[THE TASK]
Line by line, transcribe the listing below exactly.
--------------------------------
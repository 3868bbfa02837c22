use crate::models::{BookingField, BookingRequest, Intent, TopIntent};
use crate::services::dialog::TurnContext;
use crate::services::nlu::Recognizer;

/// Recognizer entity category feeding each booking field.
pub const ENTITY_FIELDS: [(&str, BookingField); 5] = [
    ("To", BookingField::Destination),
    ("From", BookingField::Origin),
    ("maxBudget", BookingField::MaxBudget),
    ("departureDate", BookingField::TravelDate),
    ("returnDate", BookingField::TravelBackDate),
];

/// Highest-scoring intent; on equal scores the first one reported wins.
pub fn top_intent(intents: &[(String, f64)]) -> Option<TopIntent> {
    let mut best: Option<(&str, f64)> = None;
    for (label, score) in intents {
        match best {
            Some((_, best_score)) if *score <= best_score => {}
            _ => best = Some((label.as_str(), *score)),
        }
    }
    best.map(|(label, score)| TopIntent {
        intent: Intent::parse(label),
        score,
    })
}

/// Classify the turn and pre-fill a booking from recognized entities.
///
/// Recognizer failures are logged and reported as `(None, None)`.
pub async fn execute_query(
    recognizer: &dyn Recognizer,
    turn: &TurnContext,
) -> (Option<Intent>, Option<BookingRequest>) {
    let result = match recognizer.recognize(turn).await {
        Ok(result) => result,
        Err(e) => {
            tracing::error!(error = %e, conversation = %turn.conversation_id, "recognizer failed");
            return (None, None);
        }
    };

    let Some(top) = top_intent(&result.intents) else {
        return (None, None);
    };

    tracing::info!(
        conversation = %turn.conversation_id,
        intent = top.intent.as_str(),
        score = top.score,
        "recognized intent"
    );

    if top.intent != Intent::BookFlight {
        return (Some(top.intent), None);
    }

    let mut booking = BookingRequest::default();
    for (category, field) in ENTITY_FIELDS {
        if let Some(value) = result.entities.get(category).and_then(|values| values.first()) {
            *field.slot_mut(&mut booking) = Some(value.clone());
        }
    }

    (Some(top.intent), Some(booking))
}

#[cfg(test)]
mod tests {
    use std::collections::HashMap;

    use async_trait::async_trait;

    use super::*;
    use crate::models::RecognizerResult;

    struct FixedRecognizer(RecognizerResult);

    #[async_trait]
    impl Recognizer for FixedRecognizer {
        async fn recognize(&self, _turn: &TurnContext) -> anyhow::Result<RecognizerResult> {
            Ok(self.0.clone())
        }
    }

    struct FailingRecognizer;

    #[async_trait]
    impl Recognizer for FailingRecognizer {
        async fn recognize(&self, _turn: &TurnContext) -> anyhow::Result<RecognizerResult> {
            anyhow::bail!("LUIS unavailable")
        }
    }

    fn intents(pairs: &[(&str, f64)]) -> Vec<(String, f64)> {
        pairs.iter().map(|(l, s)| (l.to_string(), *s)).collect()
    }

    fn entities(pairs: &[(&str, Vec<&str>)]) -> HashMap<String, Vec<String>> {
        pairs
            .iter()
            .map(|(k, vs)| (k.to_string(), vs.iter().map(|v| v.to_string()).collect()))
            .collect()
    }

    #[test]
    fn test_top_intent_picks_highest() {
        let top = top_intent(&intents(&[("BookFlight", 0.4), ("GetWeather", 0.9)])).unwrap();
        assert_eq!(top.intent, Intent::GetWeather);
        assert_eq!(top.score, 0.9);
    }

    #[test]
    fn test_top_intent_first_wins_ties() {
        let top = top_intent(&intents(&[("Cancel", 0.5), ("BookFlight", 0.5)])).unwrap();
        assert_eq!(top.intent, Intent::Cancel);
    }

    #[test]
    fn test_top_intent_empty() {
        assert!(top_intent(&[]).is_none());
    }

    #[tokio::test]
    async fn test_book_flight_copies_present_entities_only() {
        let recognizer = FixedRecognizer(RecognizerResult {
            text: "fly me to paris".to_string(),
            intents: intents(&[("BookFlight", 0.95), ("None", 0.01)]),
            entities: entities(&[("To", vec!["Paris", "Lyon"]), ("returnDate", vec!["2023-06-10"])]),
        });
        let turn = TurnContext::new("c1", "fly me to paris");

        let (intent, booking) = execute_query(&recognizer, &turn).await;
        assert_eq!(intent, Some(Intent::BookFlight));
        let booking = booking.unwrap();
        assert_eq!(booking.destination.as_deref(), Some("Paris"));
        assert_eq!(booking.origin, None);
        assert_eq!(booking.max_budget, None);
        assert_eq!(booking.travel_date, None);
        assert_eq!(booking.travel_back_date.as_deref(), Some("2023-06-10"));
        assert!(booking.unsupported_airports.is_empty());
    }

    #[tokio::test]
    async fn test_entity_values_are_not_normalized() {
        let recognizer = FixedRecognizer(RecognizerResult {
            text: String::new(),
            intents: intents(&[("BookFlight", 0.8)]),
            entities: entities(&[("From", vec!["new york"]), ("maxBudget", vec!["five hundred"])]),
        });
        let turn = TurnContext::new("c1", "");

        let (_, booking) = execute_query(&recognizer, &turn).await;
        let booking = booking.unwrap();
        assert_eq!(booking.origin.as_deref(), Some("new york"));
        assert_eq!(booking.max_budget.as_deref(), Some("five hundred"));
    }

    #[tokio::test]
    async fn test_other_intent_has_no_booking() {
        let recognizer = FixedRecognizer(RecognizerResult {
            text: String::new(),
            intents: intents(&[("BookFlight", 0.4), ("GetWeather", 0.9)]),
            entities: entities(&[("To", vec!["Paris"])]),
        });
        let turn = TurnContext::new("c1", "");

        let (intent, booking) = execute_query(&recognizer, &turn).await;
        assert_eq!(intent, Some(Intent::GetWeather));
        assert!(booking.is_none());
    }

    #[tokio::test]
    async fn test_recognizer_failure_degrades_to_nothing() {
        let turn = TurnContext::new("c1", "fly me to paris");
        let (intent, booking) = execute_query(&FailingRecognizer, &turn).await;
        assert!(intent.is_none());
        assert!(booking.is_none());
    }
}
--------------------------------
[EXERCISE SOLUTION]
repository 3868bbfa02837c22
use crate::models::{BookingField, BookingRequest, Intent, TopIntent};
use crate::services::dialog::TurnContext;
use crate::services::nlu::Recognizer;

/// Recognizer entity category feeding each booking field.
pub const ENTITY_FIELDS: [(&str, BookingField); 5] = [
    ("To", BookingField::Destination),
    ("From", BookingField::Origin),
    ("maxBudget", BookingField::MaxBudget),
    ("departureDate", BookingField::TravelDate),
    ("returnDate", BookingField::TravelBackDate),
];

/// Highest-scoring intent; on equal scores the first one reported wins.
pub fn top_intent(intents: &[(String, f64)]) -> Option<TopIntent> {
    let mut best: Option<(&str, f64)> = None;
    for (label, score) in intents {
        match best {
            Some((_, best_score)) if *score <= best_score => {}
            _ => best = Some((label.as_str(), *score)),
        }
    }
    best.map(|(label, score)| TopIntent {
        intent: Intent::parse(label),
        score,
    })
}

/// Classify the turn and pre-fill a booking from recognized entities.
///
/// Recognizer failures are logged and reported as `(None, None)`.
pub async fn execute_query(
    recognizer: &dyn Recognizer,
    turn: &TurnContext,
) -> (Option<Intent>, Option<BookingRequest>) {
    let result = match recognizer.recognize(turn).await {
        Ok(result) => result,
        Err(e) => {
            tracing::error!(error = %e, conversation = %turn.conversation_id, "recognizer failed");
            return (None, None);
        }
    };

    let Some(top) = top_intent(&result.intents) else {
        return (None, None);
    };

    tracing::info!(
        conversation = %turn.conversation_id,
        intent = top.intent.as_str(),
        score = top.score,
        "recognized intent"
    );

    if top.intent != Intent::BookFlight {
        return (Some(top.intent), None);
    }

    let mut booking = BookingRequest::default();
    for (category, field) in ENTITY_FIELDS {
        if let Some(value) = result.entities.get(category).and_then(|values| values.first()) {
            *field.slot_mut(&mut booking) = Some(value.clone());
        }
    }

    (Some(top.intent), Some(booking))
}

#[cfg(test)]
mod tests {
    use std::collections::HashMap;

    use async_trait::async_trait;

    use super::*;
    use crate::models::RecognizerResult;

    struct FixedRecognizer(RecognizerResult);

    #[async_trait]
    impl Recognizer for FixedRecognizer {
        async fn recognize(&self, _turn: &TurnContext) -> anyhow::Result<RecognizerResult> {
            Ok(self.0.clone())
        }
    }

    struct FailingRecognizer;

    #[async_trait]
    impl Recognizer for FailingRecognizer {
        async fn recognize(&self, _turn: &TurnContext) -> anyhow::Result<RecognizerResult> {
            anyhow::bail!("LUIS unavailable")
        }
    }

    fn intents(pairs: &[(&str, f64)]) -> Vec<(String, f64)> {
        pairs.iter().map(|(l, s)| (l.to_string(), *s)).collect()
    }

    fn entities(pairs: &[(&str, Vec<&str>)]) -> HashMap<String, Vec<String>> {
        pairs
            .iter()
            .map(|(k, vs)| (k.to_string(), vs.iter().map(|v| v.to_string()).collect()))
            .collect()
    }

    #[test]
    fn test_top_intent_picks_highest() {
        let top = top_intent(&intents(&[("BookFlight", 0.4), ("GetWeather", 0.9)])).unwrap();
        assert_eq!(top.intent, Intent::GetWeather);
        assert_eq!(top.score, 0.9);
    }

    #[test]
    fn test_top_intent_first_wins_ties() {
        let top = top_intent(&intents(&[("Cancel", 0.5), ("BookFlight", 0.5)])).unwrap();
        assert_eq!(top.intent, Intent::Cancel);
    }

    #[test]
    fn test_top_intent_empty() {
        assert!(top_intent(&[]).is_none());
    }

    #[tokio::test]
    async fn test_book_flight_copies_present_entities_only() {
        let recognizer = FixedRecognizer(RecognizerResult {
            text: "fly me to paris".to_string(),
            intents: intents(&[("BookFlight", 0.95), ("None", 0.01)]),
            entities: entities(&[("To", vec!["Paris", "Lyon"]), ("returnDate", vec!["2023-06-10"])]),
        });
        let turn = TurnContext::new("c1", "fly me to paris");

        let (intent, booking) = execute_query(&recognizer, &turn).await;
        assert_eq!(intent, Some(Intent::BookFlight));
        let booking = booking.unwrap();
        assert_eq!(booking.destination.as_deref(), Some("Paris"));
        assert_eq!(booking.origin, None);
        assert_eq!(booking.max_budget, None);
        assert_eq!(booking.travel_date, None);
        assert_eq!(booking.travel_back_date.as_deref(), Some("2023-06-10"));
        assert!(booking.unsupported_airports.is_empty());
    }

    #[tokio::test]
    async fn test_entity_values_are_not_normalized() {
        let recognizer = FixedRecognizer(RecognizerResult {
            text: String::new(),
            intents: intents(&[("BookFlight", 0.8)]),
            entities: entities(&[("From", vec!["new york"]), ("maxBudget", vec!["five hundred"])]),
        });
        let turn = TurnContext::new("c1", "");

        let (_, booking) = execute_query(&recognizer, &turn).await;
        let booking = booking.unwrap();
        assert_eq!(booking.origin.as_deref(), Some("new york"));
        assert_eq!(booking.max_budget.as_deref(), Some("five hundred"));
    }

    #[tokio::test]
    async fn test_other_intent_has_no_booking() {
        let recognizer = FixedRecognizer(RecognizerResult {
            text: String::new(),
            intents: intents(&[("BookFlight", 0.4), ("GetWeather", 0.9)]),
            entities: entities(&[("To", vec!["Paris"])]),
        });
        let turn = TurnContext::new("c1", "");

        let (intent, booking) = execute_query(&recognizer, &turn).await;
        assert_eq!(intent, Some(Intent::GetWeather));
        assert!(booking.is_none());
    }

    #[tokio::test]
    async fn test_recognizer_failure_degrades_to_nothing() {
        let turn = TurnContext::new("c1", "fly me to paris");
        let (intent, booking) = execute_query(&FailingRecognizer, &turn).await;
        assert!(intent.is_none());
        assert!(booking.is_none());
    }
}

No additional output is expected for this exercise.